Hey Benedict — great question, thanks for asking. This coming Monday I’ll be publishing a blog post on “text detection” in natural scene images. Keep an eye out for it as it will address your exact question.
How can i apply the same technique to find machine readable zones in a document image.
One solution maybe to compare the height and width of the contour to detect paragraphs and lines but also detects a few unwanted contours.
Great article. How can we apply perspective transform to the ROI rectangle?
Follow the steps in this post.
Hi Adrian, thanks for the link , the four_point_transform method takes points as parameter but here we have ROI rectangle. Do i have to process the ROI with all the steps in the suggested post?
That depends on what the contents of your ROI is. What specifically is in your ROI?
My ROI is a MAT obtained using frame.submat(rectangle).
But what does the ROI actually contain? What are the visual contents of the ROI?
The visual content is the MRZ part. as described in your post. I’ve adapted your code to java.
I think you may want to go back and refactor how you’re extracting the ROI. If you can find the original ROI, assuming you’re doing so programmatically, just compute the rotated bounding box of the ROI (as we did in the original tutorial I linked you to), and then perform the perspective transform. There really isn’t a reason to apply a perspective transform after you’ve already extracted the ROI, it just makes the pipeline more complicated.
Hi, I’m new in Android Development and specially in OpenCV, this is the first time I’m using OpenCV, can you please share me the code and guide me how can I get the MRZ image from camera using Java ?
I’m wondering if you plan to make a tutorial to OCR the MRZ. Preprocessing the MRZ to get good results. I’ve tried with Tesseract but the result varies since I use live camera and i guess i need to thin the character too.
Hey Leks — I don’t have any plans to cover OCR’ing the MRZ but I will consider it for a future tutorial (I don’t know if/when I will cover it though).
The code is running fine but it is only getting the first line, not both.Need help please
Thank your for this post. When I get the result, the bounding box does not fully enclose the MRZ code. How can I slightly expand the height and width of the box so that it fully encloses the MRZ?
You can define a heuristic to pad the bounding boxes. Take the width and height of the bounding box, multiply it by your N-percent value. Subtract the value from the top-left corner. Add them to the bottom-right.
Thank you I was able to get it working!
Nice job, Danny!
thanks a lot for this excellent piece. Works like a charm. And it’s a perfect introduction for opencv for newbies like me.
Just one note:
i was trying with other images (photos of my id). In some cases -actually when the photo is better: well focused, no shadows, no blur, etc.-, the step “close gaps between lines” didn’t work 100%. It does not close the three lines of the MRZ, and it’s just closing the first two. So, afterwards, the found countour just includes the first two lines of the MRZ.

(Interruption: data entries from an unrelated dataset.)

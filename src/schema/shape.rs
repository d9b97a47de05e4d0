//! Declarative shapes for authored JSON.
//!
//! A shape is built once and walked against raw `serde_json::Value`s; see
//! `walk.rs` for the checker.

/// Expected JSON shape at one position of a document.
#[derive(Debug, Clone, PartialEq)]
pub enum Shape {
    Text,
    Bool,
    Number,
    List(Box<Shape>),
    Object(ObjectShape),
    Union(UnionShape),
}

impl Shape {
    pub fn list(item: impl Into<Shape>) -> Shape {
        Shape::List(Box::new(item.into()))
    }

    /// Short name used in "expected X, found Y" messages.
    pub fn type_name(&self) -> &'static str {
        match self {
            Shape::Text => "string",
            Shape::Bool => "boolean",
            Shape::Number => "number",
            Shape::List(_) => "array",
            Shape::Object(_) | Shape::Union(_) => "object",
        }
    }
}

impl From<ObjectShape> for Shape {
    fn from(shape: ObjectShape) -> Self {
        Shape::Object(shape)
    }
}

impl From<UnionShape> for Shape {
    fn from(shape: UnionShape) -> Self {
        Shape::Union(shape)
    }
}

#[derive(Debug, Clone, PartialEq)]
pub struct Field {
    pub name: &'static str,
    pub shape: Shape,
    pub required: bool,
}

/// A record with declared fields.
///
/// Strict objects reject keys that are not declared; lenient objects drop
/// them from the canonical value.
#[derive(Debug, Clone, PartialEq, Default)]
pub struct ObjectShape {
    pub fields: Vec<Field>,
    pub strict: bool,
}

impl ObjectShape {
    pub fn strict() -> Self {
        Self {
            fields: Vec::new(),
            strict: true,
        }
    }

    pub fn lenient() -> Self {
        Self::default()
    }

    pub fn required(mut self, name: &'static str, shape: impl Into<Shape>) -> Self {
        self.fields.push(Field {
            name,
            shape: shape.into(),
            required: true,
        });
        self
    }

    pub fn optional(mut self, name: &'static str, shape: impl Into<Shape>) -> Self {
        self.fields.push(Field {
            name,
            shape: shape.into(),
            required: false,
        });
        self
    }

    pub fn field(&self, name: &str) -> Option<&Field> {
        self.fields.iter().find(|f| f.name == name)
    }
}

/// A record discriminated by a string tag, one object shape per tag value.
#[derive(Debug, Clone, PartialEq)]
pub struct UnionShape {
    pub tag: &'static str,
    /// Secondary discriminator key, consulted only when `tag` is absent.
    pub alias: Option<&'static str>,
    pub variants: Vec<(&'static str, ObjectShape)>,
}

impl UnionShape {
    pub fn new(tag: &'static str) -> Self {
        Self {
            tag,
            alias: None,
            variants: Vec::new(),
        }
    }

    pub fn alias(mut self, alias: &'static str) -> Self {
        self.alias = Some(alias);
        self
    }

    pub fn variant(mut self, name: &'static str, shape: ObjectShape) -> Self {
        self.variants.push((name, shape));
        self
    }

    pub fn variant_for(&self, name: &str) -> Option<&ObjectShape> {
        self.variants
            .iter()
            .find(|(variant, _)| *variant == name)
            .map(|(_, shape)| shape)
    }

    pub fn variant_names(&self) -> Vec<&'static str> {
        self.variants.iter().map(|(name, _)| *name).collect()
    }
}

#[cfg(test)]
mod tests {
    use super::*;

    #[test]
    fn test_object_builder_keeps_declaration_order() {
        let shape = ObjectShape::strict()
            .required("title", Shape::Text)
            .optional("lead", Shape::Text);

        assert!(shape.strict);
        assert_eq!(shape.fields[0].name, "title");
        assert!(shape.fields[0].required);
        assert_eq!(shape.fields[1].name, "lead");
        assert!(!shape.fields[1].required);
        assert!(shape.field("lead").is_some());
        assert!(shape.field("body").is_none());
    }

    #[test]
    fn test_union_variant_lookup() {
        let union = UnionShape::new("type")
            .alias("style")
            .variant("cta", ObjectShape::strict())
            .variant("prose", ObjectShape::lenient());

        assert_eq!(union.variant_names(), vec!["cta", "prose"]);
        assert!(union.variant_for("cta").is_some_and(|s| s.strict));
        assert!(union.variant_for("carousel").is_none());
        assert_eq!(union.alias, Some("style"));
    }

    #[test]
    fn test_type_names() {
        assert_eq!(Shape::Text.type_name(), "string");
        assert_eq!(Shape::list(Shape::Text).type_name(), "array");
        assert_eq!(Shape::from(ObjectShape::strict()).type_name(), "object");
    }
}
//! Whole-page rendering.

use super::html::{HtmlWriter, Markup};
use super::sections::render_keyed;
use crate::i18n::UiStrings;
use crate::pages::{CallToAction, Hero, LoadedPage, PageContent};
use crate::sections::SectionNormalizer;

/// Render a loaded page to a complete HTML document.
///
/// Sections are normalized here, once per document. The fallback notice is
/// written in the requested locale; the rest of the page carries the
/// language of the content that was actually served.
pub fn render_page(page: &LoadedPage, normalizer: &SectionNormalizer) -> Markup {
    let strings = UiStrings::for_locale(&page.requested_locale);
    let seo = page.content.seo();

    let mut w = HtmlWriter::new();
    w.doctype().line();
    w.open("html", &[("lang", page.content_locale())]).line();
    w.open("head", &[])
        .void("meta", &[("charset", "utf-8")])
        .open("title", &[])
        .text(&seo.title)
        .close("title")
        .void("meta", &[("name", "description"), ("content", seo.description.as_str())])
        .close("head")
        .line();

    w.open("body", &[("data-page", page.page.as_str())]).line();
    w.open("a", &[("class", "skip-link"), ("href", "#main")])
        .text(strings.skip_to_content)
        .close("a")
        .line();
    w.open("main", &[("id", "main")]).line();

    if let Some(notice) = page.notice() {
        w.open(
            "div",
            &[
                ("class", "fallback-notice"),
                ("role", "status"),
                ("lang", page.requested_locale.as_str()),
            ],
        )
        .text(notice)
        .close("div")
        .line();
    }

    hero(&mut w, page.content.hero());
    body(&mut w, &page.content, strings);

    let root = locale_root(&page.page);
    for keyed in normalizer.normalize_keyed(page.content.sections()) {
        w.raw(&render_keyed(&keyed, &root)).line();
    }

    if let Some(cta) = page.content.cta() {
        closing_cta(&mut w, cta);
    }

    w.close("main").line().close("body").line().close("html").line();
    w.finish()
}

/// Relative path from a page's output file back to its locale directory.
fn locale_root(page: &str) -> String {
    "../".repeat(page.matches('/').count())
}

fn hero(w: &mut HtmlWriter, hero: &Hero) {
    w.open("header", &[("class", "hero")]);
    w.optional("p", "hero__eyebrow", hero.eyebrow.as_deref())
        .element("h1", "hero__title", &hero.title)
        .optional("p", "hero__lead", hero.lead.as_deref());
    if let Some(cta) = &hero.cta {
        w.link("button button--primary", cta);
    }
    w.close("header").line();
}

/// Page-specific content between the hero and the sections.
fn body(w: &mut HtmlWriter, content: &PageContent, strings: &UiStrings) {
    match content {
        PageContent::Home(_) | PageContent::Services(_) => {}
        PageContent::ServiceDetail(p) => {
            w.element("p", "service-detail__summary", &p.summary).line();
        }
        PageContent::Resources(p) => {
            w.open("section", &[("id", "posts"), ("class", "posts")])
                .element(
                    "h2",
                    "posts__heading",
                    p.posts_heading.as_deref().unwrap_or(strings.posts_heading),
                )
                .element(
                    "p",
                    "posts__empty",
                    p.empty_posts_message.as_deref().unwrap_or(strings.empty_posts),
                )
                .close("section")
                .line();
        }
        PageContent::Contact(p) => {
            let form = &p.form;
            w.open("form", &[("class", "contact-form"), ("method", "post")]);
            for (name, label, kind) in [
                ("name", &form.name_label, "text"),
                ("email", &form.email_label, "email"),
            ] {
                w.open("label", &[("class", "contact-form__field")])
                    .text(label)
                    .void("input", &[("type", kind), ("name", name), ("required", "")])
                    .close("label");
            }
            w.open("label", &[("class", "contact-form__field")])
                .text(&form.message_label)
                .open("textarea", &[("name", "message"), ("required", "")])
                .close("textarea")
                .close("label");
            w.optional("p", "contact-form__privacy", form.privacy_note.as_deref());
            w.open("button", &[("type", "submit"), ("class", "button button--primary")])
                .text(&form.submit_label)
                .close("button");
            if let Some(success) = &form.success_message {
                w.open(
                    "p",
                    &[("class", "contact-form__success"), ("hidden", ""), ("role", "status")],
                )
                .text(success)
                .close("p");
            }
            w.close("form").line();
        }
        PageContent::About(p) => {
            if !p.values.is_empty() {
                w.open("ul", &[("class", "values")]);
                for value in &p.values {
                    w.open("li", &[("class", "value")])
                        .element("h3", "value__title", &value.title)
                        .element("p", "value__body", &value.body)
                        .close("li");
                }
                w.close("ul").line();
            }
        }
    }
}

fn closing_cta(w: &mut HtmlWriter, cta: &CallToAction) {
    w.open("aside", &[("class", "page-cta")])
        .element("h2", "page-cta__title", &cta.title)
        .optional("p", "page-cta__body", cta.body.as_deref())
        .link("button button--primary", &cta.primary);
    if let Some(secondary) = &cta.secondary {
        w.link("button button--secondary", secondary);
    }
    w.close("aside").line();
}
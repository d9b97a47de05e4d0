//! One renderer per section variant.
//!
//! Renderers are pure: same section in, same markup out. No I/O, no locale
//! lookups, no validation.

use super::html::{HtmlWriter, Markup};
use crate::sections::*;

/// Render a section inside its `<section>` wrapper, keyed by `key`, for a
/// page at the locale root.
pub fn render_section(section: &Section, key: &SectionKey) -> Markup {
    render_anchored(section, &key.anchor(), "")
}

/// Render normalizer output. `root` is the relative path from the page back
/// to its locale root (`""` or `"../"`).
pub fn render_keyed(keyed: &KeyedSection, root: &str) -> Markup {
    render_anchored(&keyed.section, &keyed.anchor, root)
}

pub(crate) fn render_anchored(section: &Section, anchor: &str, root: &str) -> Markup {
    let class = format!("section section--{}", section.kind());

    let mut w = HtmlWriter::new();
    w.open(
        "section",
        &[
            ("id", anchor),
            ("class", class.as_str()),
            ("data-section-key", anchor),
        ],
    );
    match section {
        Section::Personas(s) => personas(&mut w, s),
        Section::Promo(s) => promo(&mut w, s),
        Section::Comparison(s) => comparison(&mut w, s),
        Section::Steps(s) => steps(&mut w, s),
        Section::Topics(s) => topics(&mut w, s),
        Section::Services(s) => services(&mut w, s, root),
        Section::Split(s) => split(&mut w, s),
        Section::Accordion(s) => accordion(&mut w, s),
        Section::FaqCta(s) => faq_cta(&mut w, s),
        Section::Cta(s) => cta(&mut w, s),
        Section::Cards(s) => cards(&mut w, s),
        Section::Prose(s) => prose(&mut w, s),
        Section::Tools(s) => tools(&mut w, s),
    }
    w.close("section");
    w.finish()
}

fn heading(w: &mut HtmlWriter, title: &str, lead: Option<&str>) {
    w.element("h2", "section__title", title);
    w.optional("p", "section__lead", lead);
}

fn personas(w: &mut HtmlWriter, s: &PersonasSection) {
    heading(w, &s.title, s.lead.as_deref());
    w.open("ul", &[("class", "personas")]);
    for persona in &s.personas {
        w.open("li", &[("class", "persona")]);
        if let Some(icon) = &persona.icon {
            w.open("span", &[("class", "persona__icon"), ("data-icon", icon.as_str())])
                .close("span");
        }
        w.element("h3", "persona__name", &persona.name)
            .element("p", "persona__description", &persona.description)
            .close("li");
    }
    w.close("ul");
}

fn promo(w: &mut HtmlWriter, s: &PromoSection) {
    w.optional("span", "promo__badge", s.badge.as_deref());
    heading(w, &s.title, s.lead.as_deref());
    w.link("button button--primary", &s.cta);
}

fn comparison(w: &mut HtmlWriter, s: &ComparisonSection) {
    heading(w, &s.title, s.lead.as_deref());
    w.open("table", &[("class", "comparison")]).open("thead", &[]).open("tr", &[]);
    w.open("th", &[("scope", "col")]).close("th");
    for column in &s.columns {
        w.open("th", &[("scope", "col")]).text(column).close("th");
    }
    w.close("tr").close("thead").open("tbody", &[]);
    for row in &s.rows {
        w.open("tr", &[]);
        w.open("th", &[("scope", "row")]).text(&row.label).close("th");
        for value in &row.values {
            w.open("td", &[]).text(value).close("td");
        }
        w.close("tr");
    }
    w.close("tbody").close("table");
}

fn steps(w: &mut HtmlWriter, s: &StepsSection) {
    heading(w, &s.title, s.lead.as_deref());
    w.open("ol", &[("class", "steps")]);
    for step in &s.steps {
        w.open("li", &[("class", "step")])
            .element("h3", "step__title", &step.title)
            .element("p", "step__body", &step.body)
            .close("li");
    }
    w.close("ol");
}

fn topics(w: &mut HtmlWriter, s: &TopicsSection) {
    heading(w, &s.title, s.lead.as_deref());
    w.open("ul", &[("class", "topics")]);
    for topic in &s.topics {
        w.element("li", "topic", topic);
    }
    w.close("ul");
}

fn services(w: &mut HtmlWriter, s: &ServicesSection, root: &str) {
    heading(w, &s.title, s.lead.as_deref());
    w.open("ul", &[("class", "services")]);
    for service in &s.services {
        let href = format!("{}services/{}.html", root, service.slug);
        w.open("li", &[("class", "service")])
            .open("a", &[("class", "service__link"), ("href", href.as_str())])
            .element("h3", "service__name", &service.name)
            .close("a")
            .element("p", "service__summary", &service.summary)
            .close("li");
    }
    w.close("ul");
}

fn split(w: &mut HtmlWriter, s: &SplitSection) {
    let class = if s.reverse { "split split--reverse" } else { "split" };
    w.open("div", &[("class", class)]);
    w.open("div", &[("class", "split__text")]);
    heading(w, &s.title, None);
    w.element("p", "split__body", &s.body).close("div");
    w.open("figure", &[("class", "split__media")])
        .void("img", &[("src", s.image.src.as_str()), ("alt", s.image.alt.as_str())])
        .close("figure")
        .close("div");
}

fn questions(w: &mut HtmlWriter, items: &[QuestionAnswer]) {
    w.open("div", &[("class", "accordion")]);
    for item in items {
        w.open("details", &[("class", "accordion__item")])
            .element("summary", "accordion__question", &item.question)
            .element("p", "accordion__answer", &item.answer)
            .close("details");
    }
    w.close("div");
}

fn accordion(w: &mut HtmlWriter, s: &AccordionSection) {
    heading(w, &s.title, s.lead.as_deref());
    questions(w, &s.items);
}

fn faq_cta(w: &mut HtmlWriter, s: &FaqCtaSection) {
    heading(w, &s.title, s.lead.as_deref());
    questions(w, &s.faqs);
    w.link("button button--primary", &s.cta);
}

fn cta(w: &mut HtmlWriter, s: &CtaSection) {
    heading(w, &s.title, s.body.as_deref());
    w.open("div", &[("class", "cta__actions")])
        .link("button button--primary", &s.primary);
    if let Some(secondary) = &s.secondary {
        w.link("button button--secondary", secondary);
    }
    w.close("div");
}

fn cards(w: &mut HtmlWriter, s: &CardsSection) {
    heading(w, &s.title, s.lead.as_deref());
    w.open("div", &[("class", "cards")]);
    for card in &s.cards {
        w.open("article", &[("class", "card")]);
        match &card.href {
            Some(href) => {
                w.open("h3", &[("class", "card__title")])
                    .open("a", &[("href", href.as_str())])
                    .text(&card.title)
                    .close("a")
                    .close("h3");
            }
            None => {
                w.element("h3", "card__title", &card.title);
            }
        }
        w.element("p", "card__body", &card.body).close("article");
    }
    w.close("div");
}

fn prose(w: &mut HtmlWriter, s: &ProseSection) {
    if let Some(title) = &s.title {
        w.element("h2", "section__title", title);
    }
    for paragraph in &s.paragraphs {
        w.element("p", "prose__paragraph", paragraph);
    }
}

fn tools(w: &mut HtmlWriter, s: &ToolsSection) {
    heading(w, &s.title, s.lead.as_deref());
    w.open("ul", &[("class", "tools")]);
    for tool in &s.tools {
        w.open("li", &[("class", "tool")]);
        match &tool.href {
            Some(href) => {
                w.open("a", &[("class", "tool__name"), ("href", href.as_str())])
                    .text(&tool.name)
                    .close("a");
            }
            None => {
                w.element("span", "tool__name", &tool.name);
            }
        }
        w.element("p", "tool__description", &tool.description)
            .close("li");
    }
    w.close("ul");
}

I fixed it (at least successfuly till now) changing from 21 to 55 here:
##sqKernel = cv2.getStructuringElement(cv2.MORPH_RECT, (21, 21))
sqKernel = cv2.getStructuringElement(cv2.MORPH_RECT, (55, 55))
It was a totally random value: I don’t even know what this parameter exactly is. But I think it’s worth noting it!
In fact, I’m trying to implement MRZ from browser/webcam images, where quality is not very good and, worse: people -me the first- are not steady hand precisely xD
For these images, where the content, apart from the document, includes fingers in the corners, half a face of the guy, etc. the roi detection from this blog post does not work… but as said, is a perfect introduction to opencv, so I’ll try to study about it and getting it done.
Actually, 55,55 did not work in some lighting photo; but this does:
sqKernel = cv2.getStructuringElement(cv2.MORPH_RECT, (33, 33))
Gregorius Ivan Sebastian
Very awesome tutorial, Adrian. Everything is explained in-depth and very informative. There is one line that I do not understand is the operations at line 75-78, why are the points computed with such equations?